Stored data
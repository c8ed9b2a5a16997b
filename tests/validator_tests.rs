use std::sync::Arc;

use nfweb::validator::{FieldValue, RuleError, Validator};
use nfweb::{Bind, FormData, Validate};
use serde::{Deserialize, Serialize};

#[derive(Validate, Debug, Default, Clone, Serialize, Deserialize)]
pub struct Address {
    #[validate("nonzero")]
    pub city: String,
    #[validate("len=5")]
    pub zip: String,
}

#[derive(Validate, Debug, Default, Clone, Serialize, Deserialize)]
pub struct Profile {
    #[validate("min=3,max=12")]
    pub name: String,
    #[validate("min=1,max=120")]
    pub age: u8,
    #[validate("regexp=^[a-z]+@[a-z]+\\.[a-z]{2\\,3}$")]
    pub email: String,
    #[validate("max=3")]
    pub tags: Vec<String>,
    pub home: Address,
    // Private records are not recursed into.
    work: Address,
    #[validate("-")]
    pub ignored: String,
    #[validate("min=10")]
    pub score: Option<i64>,
}

fn valid_profile() -> Profile {
    Profile {
        name: "alice".into(),
        age: 30,
        email: "alice@example.org".into(),
        tags: vec!["a".into()],
        home: Address {
            city: "Oslo".into(),
            zip: "01234".into(),
        },
        work: Address::default(),
        ignored: String::new(),
        score: None,
    }
}

#[test]
fn test_valid_record_passes() {
    let v = Validator::new();
    assert!(v.validate(&valid_profile()).is_ok());
}

#[test]
fn test_errors_follow_declaration_order() {
    let v = Validator::new();
    let mut p = valid_profile();
    p.name = "al".into();
    p.email = "not-an-email".into();
    p.tags = vec!["a".into(), "b".into(), "c".into(), "d".into()];
    p.home.zip = "123".into();
    p.score = Some(3);

    let errors = v.validate(&p).unwrap_err();
    let fields: Vec<&str> = errors.fields().collect();
    assert_eq!(fields, ["name", "email", "tags", "home.zip", "score"]);
    assert_eq!(errors.get("name"), Some(&[RuleError::Min][..]));
    assert_eq!(errors.get("email"), Some(&[RuleError::Regexp][..]));
    assert_eq!(errors.get("tags"), Some(&[RuleError::Max][..]));
    assert_eq!(errors.get("home.zip"), Some(&[RuleError::Len][..]));
    assert_eq!(errors.get("score"), Some(&[RuleError::Min][..]));
}

#[test]
fn test_round_trip_json_stays_valid() {
    let v = Validator::new();
    let p = valid_profile();
    let encoded = serde_json::to_string(&p).unwrap();
    let decoded: Profile = serde_json::from_str(&encoded).unwrap();
    assert!(v.validate(&decoded).is_ok());
}

#[test]
fn test_validation_is_idempotent() {
    let v = Validator::new();
    let mut p = valid_profile();
    p.age = 0;
    let first = v.validate(&p);
    for _ in 0..5 {
        assert_eq!(v.validate(&p), first);
    }
    assert!(v.validate(&valid_profile()).is_ok());
    assert!(v.validate(&valid_profile()).is_ok());
}

#[derive(Validate, Default)]
pub struct Custom {
    #[validate("even,min=2")]
    pub count: i64,
    #[validate("nonzero,frobnicate=3,max=1")]
    pub unknown: String,
}

#[test]
fn test_custom_and_unknown_rules() {
    let v = Validator::new();
    v.register(
        "even",
        Some(Arc::new(|value: FieldValue<'_>, _param: &str| match value {
            FieldValue::Int(i) if i % 2 == 0 => Ok(()),
            FieldValue::Int(_) => Err(RuleError::Invalid),
            _ => Err(RuleError::Unsupported),
        })),
    );

    let errors = v
        .validate(&Custom {
            count: 3,
            unknown: String::new(),
        })
        .unwrap_err();
    assert_eq!(errors.get("count"), Some(&[RuleError::Invalid][..]));
    assert_eq!(errors.get("unknown"), Some(&[RuleError::UnknownTag][..]));

    v.register("even", None);
    let errors = v
        .validate(&Custom {
            count: 4,
            unknown: "x".into(),
        })
        .unwrap_err();
    assert_eq!(errors.get("count"), Some(&[RuleError::UnknownTag][..]));
}

#[derive(Bind, Debug, Default)]
pub struct Page {
    #[form("page")]
    pub number: u32,
    #[form("size")]
    pub size: Option<u32>,
}

#[derive(Bind, Debug, Default)]
pub struct Filter {
    #[form("q")]
    pub query: String,
    #[form("tag")]
    pub tags: Vec<String>,
    #[form(flatten)]
    pub page: Option<Box<Page>>,
    #[form(skip)]
    pub cache_key: String,
    pub active: bool,
}

fn form(pairs: &[(&str, &str)]) -> FormData {
    FormData::from_values(pairs.iter().copied().collect())
}

#[test]
fn test_bind_derive() {
    let mut f = Filter::default();
    assert!(f.bind(&form(&[
        ("q", "rust"),
        ("tag", "a"),
        ("tag", "b"),
        ("page", "3"),
        ("cache_key", "nope"),
        ("active", "T"),
    ])));
    assert_eq!(f.query, "rust");
    assert_eq!(f.tags, ["a", "b"]);
    assert_eq!(f.page.as_ref().map(|p| p.number), Some(3));
    assert_eq!(f.page.as_ref().and_then(|p| p.size), None);
    assert!(f.cache_key.is_empty());
    assert!(f.active);
}

#[test]
fn test_embedded_record_left_unset_when_absent() {
    let mut f = Filter::default();
    assert!(f.bind(&form(&[("q", "x")])));
    assert!(f.page.is_none());
    assert!(!Filter::default().bind(&form(&[])));
}

#[derive(Bind, Debug, Default)]
pub struct Tagged {
    #[form("a,omitempty")]
    pub a: String,
    #[form(",omitempty")]
    pub count: i32,
    #[form(" limit , omitempty")]
    pub max: u32,
}

#[test]
fn test_bind_uses_first_tag_segment() {
    let mut t = Tagged::default();
    assert!(t.bind(&form(&[("a", "hello"), ("count", "4"), ("limit", "9")])));
    assert_eq!(t.a, "hello");
    assert_eq!(t.count, 4);
    assert_eq!(t.max, 9);

    let mut t = Tagged::default();
    assert!(!t.bind(&form(&[("a,omitempty", "nope"), ("max", "1")])));
    assert!(t.a.is_empty());
    assert_eq!(t.max, 0);
}

#[test]
fn test_embedded_record_reset_when_bound_to_zero() {
    let mut f = Filter::default();
    assert!(f.bind(&form(&[("q", "x"), ("page", "0")])));
    assert!(f.page.is_none());

    let mut f = Filter::default();
    f.bind(&form(&[("size", "0")]));
    assert_eq!(f.page.as_ref().and_then(|p| p.size), Some(0));
}

#[test]
fn test_derived_zero_check() {
    assert!(Page::default().is_zero());
    assert!(!Page { number: 1, size: None }.is_zero());
    assert!(Filter {
        cache_key: "ignored".into(),
        ..Filter::default()
    }
    .is_zero());
}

WHAT YOU SHOULD DO:
Every line above in which the word "FormData" occurs is to be copied.

RESULT BELOW:
use nfweb::{Bind, FormData, Validate};
fn form(pairs: &[(&str, &str)]) -> FormData {
    FormData::from_values(pairs.iter().copied().collect())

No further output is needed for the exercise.